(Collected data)
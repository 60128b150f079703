//! Dashboard greeting and live clock.
//!
//! # Responsibility
//! - Compute the wall-clock greeting bucket and greeting line.
//! - Format the clock readout, transliterating digits for RTL languages.
//! - Drive a repeating tick bounded to the view's mounted lifetime.
//!
//! # Invariants
//! - Bucket boundaries are fixed: [5,12) morning, [12,17) afternoon,
//!   [17,20) evening, else night.
//! - The clock format is `HH:mm:ss` regardless of language; only the digit
//!   glyphs are localized.
//! - Dropping a `ClockTicker` cancels its timer deterministically.

use crate::identity::{IdentityError, IdentityHandle};
use crate::model::profile::Language;
use chrono::{Local, NaiveTime, Timelike};
use std::sync::mpsc::{self, RecvTimeoutError, Sender};
use std::thread::JoinHandle;
use std::time::Duration;

/// Time-of-day greeting bucket.
#[derive(Debug, Clone, Copy, PartialEq, Eq)]
pub enum GreetingBucket {
    Morning,
    Afternoon,
    Evening,
    Night,
}

impl GreetingBucket {
    /// Buckets a wall-clock hour (0..=23).
    pub fn from_hour(hour: u32) -> Self {
        match hour {
            5..=11 => Self::Morning,
            12..=16 => Self::Afternoon,
            17..=19 => Self::Evening,
            _ => Self::Night,
        }
    }

    /// Translation key for this bucket's greeting copy.
    pub fn message_key(self) -> &'static str {
        match self {
            Self::Morning => "good_morning",
            Self::Afternoon => "good_afternoon",
            Self::Evening => "good_evening",
            Self::Night => "good_night",
        }
    }
}

/// Greeting line rendered at the top of the dashboard.
#[derive(Debug, Clone, PartialEq, Eq)]
pub enum Greeting {
    /// First visit: no name stored yet, show the welcome copy.
    Welcome,
    Named { bucket: GreetingBucket, name: String },
}

/// Builds the greeting for the current hour and identity.
///
/// An empty identity name means the user has never stored one.
///
/// # Errors
/// - `IdentityError::NotInstalled` when the shell context is gone.
pub fn greeting(identity: &IdentityHandle) -> Result<Greeting, IdentityError> {
    greeting_at_hour(identity, Local::now().hour())
}

/// Greeting for an explicit hour; `greeting` uses the wall clock.
pub fn greeting_at_hour(identity: &IdentityHandle, hour: u32) -> Result<Greeting, IdentityError> {
    let name = identity.display_name()?;
    if name.is_empty() {
        return Ok(Greeting::Welcome);
    }
    Ok(Greeting::Named {
        bucket: GreetingBucket::from_hour(hour),
        name,
    })
}

/// Formats a clock readout as `HH:mm:ss` with language-native digit glyphs.
pub fn format_clock(time: NaiveTime, language: Language) -> String {
    language.localize_digits(&time.format("%H:%M:%S").to_string())
}

/// Repeating timer for the live clock.
///
/// Runs on a background thread and invokes the callback with the current
/// local time once per interval. Dropping the ticker cancels the timer and
/// joins the thread, so no tick outlives the view.
pub struct ClockTicker {
    cancel: Option<Sender<()>>,
    worker: Option<JoinHandle<()>>,
}

impl ClockTicker {
    /// Starts ticking every `interval` (1 second in production).
    pub fn start(interval: Duration, on_tick: impl Fn(NaiveTime) + Send + 'static) -> Self {
        let (cancel_tx, cancel_rx) = mpsc::channel::<()>();
        let worker = std::thread::spawn(move || loop {
            match cancel_rx.recv_timeout(interval) {
                Err(RecvTimeoutError::Timeout) => on_tick(Local::now().time()),
                // Cancelled or sender dropped: stop immediately.
                _ => break,
            }
        });
        Self {
            cancel: Some(cancel_tx),
            worker: Some(worker),
        }
    }
}

impl Drop for ClockTicker {
    fn drop(&mut self) {
        // Dropping the sender disconnects the channel and wakes the worker.
        self.cancel.take();
        if let Some(worker) = self.worker.take() {
            let _ = worker.join();
        }
    }
}
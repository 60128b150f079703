//! Core use-case services behind the shell's views.
//!
//! # Responsibility
//! - Orchestrate repository and context access into view-level APIs.
//! - Keep the presentation layer decoupled from storage details.

pub mod dashboard;
pub mod profile_service;
pub mod todo_service;
//! SQLite storage bootstrap and schema migration entry points.
//!
//! # Responsibility
//! - Open and configure SQLite connections for the User Pulse core.
//! - Apply schema migrations in deterministic order.
//!
//! # Invariants
//! - Migration version is tracked via `PRAGMA user_version`.
//! - Core code must not read/write preference data before migrations succeed.

use std::error::Error;
use std::fmt::{Display, Formatter};

pub mod migrations;
mod open;

pub use open::{open_db, open_db_in_memory};

pub type DbResult<T> = Result<T, DbError>;

#[derive(Debug)]
pub enum DbError {
    Sqlite(rusqlite::Error),
    UnsupportedSchemaVersion {
        db_version: u32,
        latest_supported: u32,
    },
}

impl Display for DbError {
    fn fmt(&self, f: &mut Formatter<'_>) -> std::fmt::Result {
        match self {
            Self::Sqlite(err) => write!(f, "{err}"),
            Self::UnsupportedSchemaVersion {
                db_version,
                latest_supported,
            } => write!(
                f,
                "database schema version {db_version} is newer than supported {latest_supported}"
            ),
        }
    }
}

impl Error for DbError {
    fn source(&self) -> Option<&(dyn Error + 'static)> {
        match self {
            Self::Sqlite(err) => Some(err),
            Self::UnsupportedSchemaVersion { .. } => None,
        }
    }
}

impl From<rusqlite::Error> for DbError {
    fn from(value: rusqlite::Error) -> Self {
        Self::Sqlite(value)
    }
}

**What you have to do**
Copy out the data above, word for word.

**Answer to the exercise**
repository 60128b150f079703
//! Dashboard greeting and live clock.
//!
//! # Responsibility
//! - Compute the wall-clock greeting bucket and greeting line.
//! - Format the clock readout, transliterating digits for RTL languages.
//! - Drive a repeating tick bounded to the view's mounted lifetime.
//!
//! # Invariants
//! - Bucket boundaries are fixed: [5,12) morning, [12,17) afternoon,
//!   [17,20) evening, else night.
//! - The clock format is `HH:mm:ss` regardless of language; only the digit
//!   glyphs are localized.
//! - Dropping a `ClockTicker` cancels its timer deterministically.

use crate::identity::{IdentityError, IdentityHandle};
use crate::model::profile::Language;
use chrono::{Local, NaiveTime, Timelike};
use std::sync::mpsc::{self, RecvTimeoutError, Sender};
use std::thread::JoinHandle;
use std::time::Duration;

/// Time-of-day greeting bucket.
#[derive(Debug, Clone, Copy, PartialEq, Eq)]
pub enum GreetingBucket {
    Morning,
    Afternoon,
    Evening,
    Night,
}

impl GreetingBucket {
    /// Buckets a wall-clock hour (0..=23).
    pub fn from_hour(hour: u32) -> Self {
        match hour {
            5..=11 => Self::Morning,
            12..=16 => Self::Afternoon,
            17..=19 => Self::Evening,
            _ => Self::Night,
        }
    }

    /// Translation key for this bucket's greeting copy.
    pub fn message_key(self) -> &'static str {
        match self {
            Self::Morning => "good_morning",
            Self::Afternoon => "good_afternoon",
            Self::Evening => "good_evening",
            Self::Night => "good_night",
        }
    }
}

/// Greeting line rendered at the top of the dashboard.
#[derive(Debug, Clone, PartialEq, Eq)]
pub enum Greeting {
    /// First visit: no name stored yet, show the welcome copy.
    Welcome,
    Named { bucket: GreetingBucket, name: String },
}

/// Builds the greeting for the current hour and identity.
///
/// An empty identity name means the user has never stored one.
///
/// # Errors
/// - `IdentityError::NotInstalled` when the shell context is gone.
pub fn greeting(identity: &IdentityHandle) -> Result<Greeting, IdentityError> {
    greeting_at_hour(identity, Local::now().hour())
}

/// Greeting for an explicit hour; `greeting` uses the wall clock.
pub fn greeting_at_hour(identity: &IdentityHandle, hour: u32) -> Result<Greeting, IdentityError> {
    let name = identity.display_name()?;
    if name.is_empty() {
        return Ok(Greeting::Welcome);
    }
    Ok(Greeting::Named {
        bucket: GreetingBucket::from_hour(hour),
        name,
    })
}

/// Formats a clock readout as `HH:mm:ss` with language-native digit glyphs.
pub fn format_clock(time: NaiveTime, language: Language) -> String {
    language.localize_digits(&time.format("%H:%M:%S").to_string())
}

/// Repeating timer for the live clock.
///
/// Runs on a background thread and invokes the callback with the current
/// local time once per interval. Dropping the ticker cancels the timer and
/// joins the thread, so no tick outlives the view.
pub struct ClockTicker {
    cancel: Option<Sender<()>>,
    worker: Option<JoinHandle<()>>,
}

impl ClockTicker {
    /// Starts ticking every `interval` (1 second in production).
    pub fn start(interval: Duration, on_tick: impl Fn(NaiveTime) + Send + 'static) -> Self {
        let (cancel_tx, cancel_rx) = mpsc::channel::<()>();
        let worker = std::thread::spawn(move || loop {
            match cancel_rx.recv_timeout(interval) {
                Err(RecvTimeoutError::Timeout) => on_tick(Local::now().time()),
                // Cancelled or sender dropped: stop immediately.
                _ => break,
            }
        });
        Self {
            cancel: Some(cancel_tx),
            worker: Some(worker),
        }
    }
}

impl Drop for ClockTicker {
    fn drop(&mut self) {
        // Dropping the sender disconnects the channel and wakes the worker.
        self.cancel.take();
        if let Some(worker) = self.worker.take() {
            let _ = worker.join();
        }
    }
}
repository 60128b150f079703
//! Core use-case services behind the shell's views.
//!
//! # Responsibility
//! - Orchestrate repository and context access into view-level APIs.
//! - Keep the presentation layer decoupled from storage details.

pub mod dashboard;
pub mod profile_service;
pub mod todo_service;
//! SQLite storage bootstrap and schema migration entry points.
//!
//! # Responsibility
//! - Open and configure SQLite connections for the User Pulse core.
//! - Apply schema migrations in deterministic order.
//!
//! # Invariants
//! - Migration version is tracked via `PRAGMA user_version`.
//! - Core code must not read/write preference data before migrations succeed.

use std::error::Error;
use std::fmt::{Display, Formatter};

pub mod migrations;
mod open;

pub use open::{open_db, open_db_in_memory};

pub type DbResult<T> = Result<T, DbError>;

#[derive(Debug)]
pub enum DbError {
    Sqlite(rusqlite::Error),
    UnsupportedSchemaVersion {
        db_version: u32,
        latest_supported: u32,
    },
}

impl Display for DbError {
    fn fmt(&self, f: &mut Formatter<'_>) -> std::fmt::Result {
        match self {
            Self::Sqlite(err) => write!(f, "{err}"),
            Self::UnsupportedSchemaVersion {
                db_version,
                latest_supported,
            } => write!(
                f,
                "database schema version {db_version} is newer than supported {latest_supported}"
            ),
        }
    }
}

impl Error for DbError {
    fn source(&self) -> Option<&(dyn Error + 'static)> {
        match self {
            Self::Sqlite(err) => Some(err),
            Self::UnsupportedSchemaVersion { .. } => None,
        }
    }
}

impl From<rusqlite::Error> for DbError {
    fn from(value: rusqlite::Error) -> Self {
        Self::Sqlite(value)
    }
}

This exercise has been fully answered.